Shortcuts

Source code for torchrl.collectors.distributed.ray_eval_worker

# Copyright (c) Meta Platforms, Inc. and affiliates.
#
# This source code is licensed under the MIT license found in the
# LICENSE file in the root directory of this source tree.
"""Ray-based asynchronous evaluation worker.

This module provides :class:`RayEvalWorker`, a generic helper that runs an
environment and policy inside a dedicated Ray actor process.  This is useful
when the evaluation environment requires special process-level initialisation
(e.g. Isaac Lab's ``AppLauncher`` must run before ``import torch``) or when
evaluation should happen concurrently with training on a separate GPU.

Typical usage::

    from torchrl.collectors.distributed import RayEvalWorker

    worker = RayEvalWorker(
        init_fn=my_init,          # called first in the actor process
        env_maker=make_eval_env,  # returns a TorchRL env
        policy_maker=make_policy, # returns a TorchRL policy module
        num_gpus=1,
        name="my_eval_worker",    # optional: allows others to connect
    )

    # Non-blocking: submit weights and start a rollout
    weights = TensorDict.from_module(policy).data.detach().cpu()
    worker.submit(weights, max_steps=500)
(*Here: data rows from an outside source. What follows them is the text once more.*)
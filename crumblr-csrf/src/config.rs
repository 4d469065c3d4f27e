use crate::error::{CrumbError, Result};
use serde::Deserialize;
use std::env;
use std::path::Path;
use std::time::Duration;

/// Default message flashed when an authentic crumb arrives too late.
pub const DEFAULT_TIMED_OUT_MESSAGE: &str = "Form submission timed out. Please resubmit.";

/// Default message flashed when a crumb doesn't validate.
pub const DEFAULT_INVALID_MESSAGE: &str = "Possible form data tampering. Please resubmit.";

/// Minimum number of random bytes in a session secret.
pub const MIN_SECRET_LENGTH: usize = 6;

/// How a crumb travels inside a form or query string.
#[derive(Debug, Clone, Copy, PartialEq, Eq, Deserialize)]
#[serde(rename_all = "lowercase")]
pub enum TokenFormat {
    /// Digest and timestamp in two separate fields (`_crumb`, `_timestamp`)
    Split,
    /// Fixed-width timestamp followed by the digest in one field (`_token`)
    Composite,
}

/// Crumb protection configuration for one scope of endpoints.
///
/// Built once at startup and shared by reference; nothing here changes while
/// requests are being served.
#[derive(Debug, Clone)]
pub struct CrumbConfig {
    /// Endpoints sharing a scope accept each other's crumbs
    pub scope: String,

    /// How long a crumb stays fresh after issuance
    pub window: Duration,

    /// Flash message for authentic but expired crumbs
    pub timed_out_message: String,

    /// Flash message for crumbs that don't validate
    pub invalid_message: String,

    /// Body returned when a request is rejected outright
    pub rejection_message: String,

    /// Form encoding
    pub format: TokenFormat,

    /// Whether the scope is mixed into the digest
    pub include_scope: bool,

    /// Whether unsafe requests are checked at all
    pub enabled: bool,

    /// Form field carrying a composite token
    pub token_field: String,

    /// Form field carrying a split digest
    pub crumb_field: String,

    /// Form field carrying a split timestamp
    pub timestamp_field: String,

    /// Header carrying a composite token
    pub header_name: String,

    /// Session key holding the per-session secret
    pub secret_key: String,

    /// Random bytes in a freshly generated session secret
    pub secret_length: usize,

    /// Methods that are never checked
    pub safe_methods: Vec<String>,
}

impl CrumbConfig {
    /// Extended configuration: composite `_token`, 1 hour window, scope in the digest.
    pub fn new(scope: impl Into<String>) -> Self {
        Self {
            scope: scope.into(),
            window: Duration::from_secs(3600),
            timed_out_message: DEFAULT_TIMED_OUT_MESSAGE.to_string(),
            invalid_message: DEFAULT_INVALID_MESSAGE.to_string(),
            rejection_message: "Invalid crumb".to_string(),
            format: TokenFormat::Composite,
            include_scope: true,
            enabled: true,
            token_field: "_token".to_string(),
            crumb_field: "_crumb".to_string(),
            timestamp_field: "_timestamp".to_string(),
            header_name: "X-CSRF-Token".to_string(),
            secret_key: "_csrf_token".to_string(),
            secret_length: 32,
            safe_methods: vec!["GET".to_string(), "HEAD".to_string(), "OPTIONS".to_string()],
        }
    }

    /// Simple configuration: `_crumb` + `_timestamp`, 15 minute window, no scope in the digest.
    pub fn simple(scope: impl Into<String>) -> Self {
        Self::new(scope)
            .with_format(TokenFormat::Split)
            .with_window(Duration::from_secs(15 * 60))
            .with_scope_in_digest(false)
    }

    /// Extended configuration scoped to the unqualified name of `T`.
    ///
    /// ```rust
    /// use crumblr_csrf::CrumbConfig;
    ///
    /// struct OrdersController;
    ///
    /// let config = CrumbConfig::for_consumer::<OrdersController>();
    /// assert_eq!(config.scope, "OrdersController");
    /// ```
    pub fn for_consumer<T: ?Sized>() -> Self {
        Self::new(consumer_name::<T>())
    }

    /// Set scope
    pub fn with_scope(mut self, scope: impl Into<String>) -> Self {
        self.scope = scope.into();
        self
    }

    /// Set freshness window
    pub fn with_window(mut self, window: Duration) -> Self {
        self.window = window;
        self
    }

    /// Set timed-out flash message
    pub fn with_timed_out_message(mut self, message: impl Into<String>) -> Self {
        self.timed_out_message = message.into();
        self
    }

    /// Set invalid-crumb flash message
    pub fn with_invalid_message(mut self, message: impl Into<String>) -> Self {
        self.invalid_message = message.into();
        self
    }

    /// Set rejection body
    pub fn with_rejection_message(mut self, message: impl Into<String>) -> Self {
        self.rejection_message = message.into();
        self
    }

    /// Set form encoding
    pub fn with_format(mut self, format: TokenFormat) -> Self {
        self.format = format;
        self
    }

    /// Mix the scope into the digest or not
    pub fn with_scope_in_digest(mut self, include: bool) -> Self {
        self.include_scope = include;
        self
    }

    /// Turn protection on or off
    pub fn with_enabled(mut self, enabled: bool) -> Self {
        self.enabled = enabled;
        self
    }

    /// Set composite token field name
    pub fn with_token_field(mut self, name: impl Into<String>) -> Self {
        self.token_field = name.into();
        self
    }

    /// Set split digest field name
    pub fn with_crumb_field(mut self, name: impl Into<String>) -> Self {
        self.crumb_field = name.into();
        self
    }

    /// Set split timestamp field name
    pub fn with_timestamp_field(mut self, name: impl Into<String>) -> Self {
        self.timestamp_field = name.into();
        self
    }

    /// Set header name
    pub fn with_header_name(mut self, name: impl Into<String>) -> Self {
        self.header_name = name.into();
        self
    }

    /// Set session key for the secret
    pub fn with_secret_key(mut self, key: impl Into<String>) -> Self {
        self.secret_key = key.into();
        self
    }

    /// Set secret length in bytes
    pub fn with_secret_length(mut self, length: usize) -> Self {
        self.secret_length = length;
        self
    }

    /// Replace safe methods
    pub fn with_safe_methods(mut self, methods: Vec<String>) -> Self {
        self.safe_methods = methods;
        self
    }

    /// Window length in whole seconds
    pub fn window_secs(&self) -> u64 {
        self.window.as_secs()
    }

    /// Whether `method` skips verification
    pub fn is_safe_method(&self, method: &str) -> bool {
        self.safe_methods
            .iter()
            .any(|safe| safe.eq_ignore_ascii_case(method))
    }

    /// Check the configuration for values that would break issuance or verification.
    pub fn validate(&self) -> Result<()> {
        if self.secret_length < MIN_SECRET_LENGTH {
            return Err(CrumbError::Config(format!(
                "Session secret must be at least {} bytes",
                MIN_SECRET_LENGTH
            )));
        }

        if self.window_secs() == 0 {
            return Err(CrumbError::Config(
                "Window must be at least one second".to_string(),
            ));
        }

        let names = [
            ("token_field", &self.token_field),
            ("crumb_field", &self.crumb_field),
            ("timestamp_field", &self.timestamp_field),
            ("header_name", &self.header_name),
            ("secret_key", &self.secret_key),
        ];
        for (what, value) in names {
            if value.is_empty() {
                return Err(CrumbError::Config(format!("{} must not be empty", what)));
            }
        }

        if self.crumb_field == self.timestamp_field {
            return Err(CrumbError::Config(
                "crumb_field and timestamp_field must differ".to_string(),
            ));
        }

        Ok(())
    }

    /// Load a configuration from TOML text.
    ///
    /// Keys left out keep the defaults of [`CrumbConfig::new`], or of
    /// [`CrumbConfig::simple`] when `format = "split"`.
    ///
    /// ```rust
    /// use crumblr_csrf::{CrumbConfig, TokenFormat};
    ///
    /// let config = CrumbConfig::from_toml_str(r#"
    ///     scope = "Checkout"
    ///     window_secs = 600
    /// "#).unwrap();
    ///
    /// assert_eq!(config.scope, "Checkout");
    /// assert_eq!(config.window_secs(), 600);
    /// assert_eq!(config.format, TokenFormat::Composite);
    /// ```
    pub fn from_toml_str(source: &str) -> Result<Self> {
        let settings: CrumbSettings = toml::from_str(source)?;
        let config = settings.into_config();
        config.validate()?;
        Ok(config)
    }

    /// Load a configuration from a TOML file.
    pub fn from_toml_file(path: impl AsRef<Path>) -> Result<Self> {
        let path = path.as_ref();
        let source = std::fs::read_to_string(path).map_err(|e| {
            CrumbError::Config(format!("Failed to read {}: {}", path.display(), e))
        })?;
        Self::from_toml_str(&source)
    }

    /// Apply `CRUMBLR_*` environment overrides.
    pub fn with_env_overrides(self) -> Result<Self> {
        self.with_overrides(|key| env::var(format!("{}_{}", ENV_PREFIX, key)).ok())
    }

    fn with_overrides(mut self, lookup: impl Fn(&str) -> Option<String>) -> Result<Self> {
        if let Some(scope) = lookup("SCOPE") {
            self.scope = scope;
        }
        if let Some(secs) = lookup("WINDOW_SECS") {
            let secs: u64 = secs.trim().parse().map_err(|_| {
                CrumbError::Config(format!("{}_WINDOW_SECS is not a number: {}", ENV_PREFIX, secs))
            })?;
            self.window = Duration::from_secs(secs);
        }
        if let Some(message) = lookup("TIMED_OUT_MSG") {
            self.timed_out_message = message;
        }
        if let Some(message) = lookup("INVALID_MSG") {
            self.invalid_message = message;
        }
        if let Some(enabled) = lookup("ENABLED") {
            self.enabled = match enabled.trim().to_ascii_lowercase().as_str() {
                "1" | "true" => true,
                "0" | "false" => false,
                _ => {
                    return Err(CrumbError::Config(format!(
                        "{}_ENABLED must be true or false: {}",
                        ENV_PREFIX, enabled
                    )));
                }
            };
        }
        self.validate()?;
        Ok(self)
    }
}

impl Default for CrumbConfig {
    fn default() -> Self {
        Self::new("")
    }
}

const ENV_PREFIX: &str = "CRUMBLR";

/// File representation of [`CrumbConfig`].
#[derive(Debug, Default, Deserialize)]
#[serde(default, deny_unknown_fields)]
pub struct CrumbSettings {
    pub scope: Option<String>,
    pub window_secs: Option<u64>,
    pub timed_out_message: Option<String>,
    pub invalid_message: Option<String>,
    pub rejection_message: Option<String>,
    pub format: Option<TokenFormat>,
    pub include_scope: Option<bool>,
    pub enabled: Option<bool>,
    pub token_field: Option<String>,
    pub crumb_field: Option<String>,
    pub timestamp_field: Option<String>,
    pub header_name: Option<String>,
    pub secret_key: Option<String>,
    pub secret_length: Option<usize>,
    pub safe_methods: Option<Vec<String>>,
}

impl CrumbSettings {
    pub fn into_config(self) -> CrumbConfig {
        let scope = self.scope.unwrap_or_default();
        let mut config = match self.format {
            Some(TokenFormat::Split) => CrumbConfig::simple(scope),
            _ => CrumbConfig::new(scope),
        };

        if let Some(secs) = self.window_secs {
            config.window = Duration::from_secs(secs);
        }
        if let Some(v) = self.timed_out_message {
            config.timed_out_message = v;
        }
        if let Some(v) = self.invalid_message {
            config.invalid_message = v;
        }
        if let Some(v) = self.rejection_message {
            config.rejection_message = v;
        }
        if let Some(v) = self.include_scope {
            config.include_scope = v;
        }
        if let Some(v) = self.enabled {
            config.enabled = v;
        }
        if let Some(v) = self.token_field {
            config.token_field = v;
        }
        if let Some(v) = self.crumb_field {
            config.crumb_field = v;
        }
        if let Some(v) = self.timestamp_field {
            config.timestamp_field = v;
        }
        if let Some(v) = self.header_name {
            config.header_name = v;
        }
        if let Some(v) = self.secret_key {
            config.secret_key = v;
        }
        if let Some(v) = self.secret_length {
            config.secret_length = v;
        }
        if let Some(v) = self.safe_methods {
            config.safe_methods = v;
        }
        config
    }
}

fn consumer_name<T: ?Sized>() -> String {
    let full = std::any::type_name::<T>();
    // Strip generic arguments before taking the last path segment.
    let base = full.split('<').next().unwrap_or(full);
    base.rsplit("::").next().unwrap_or(base).to_string()
}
    # Later -- check if the rollout finished
    result = worker.poll()       # None while still running
    if result is not None:
        print(result["reward"])  # scalar mean episode reward
        print(result["frames"]) # (T, H, W, 3) uint8 tensor or None

    # From another process, connect to the same actor by name:
    worker2 = RayEvalWorker.from_name("my_eval_worker")
"""
from __future__ import annotations

import importlib
import logging
from collections.abc import Callable
from typing import Any

import numpy as np

_has_ray = importlib.util.find_spec("ray") is not None

logger = logging.getLogger(__name__)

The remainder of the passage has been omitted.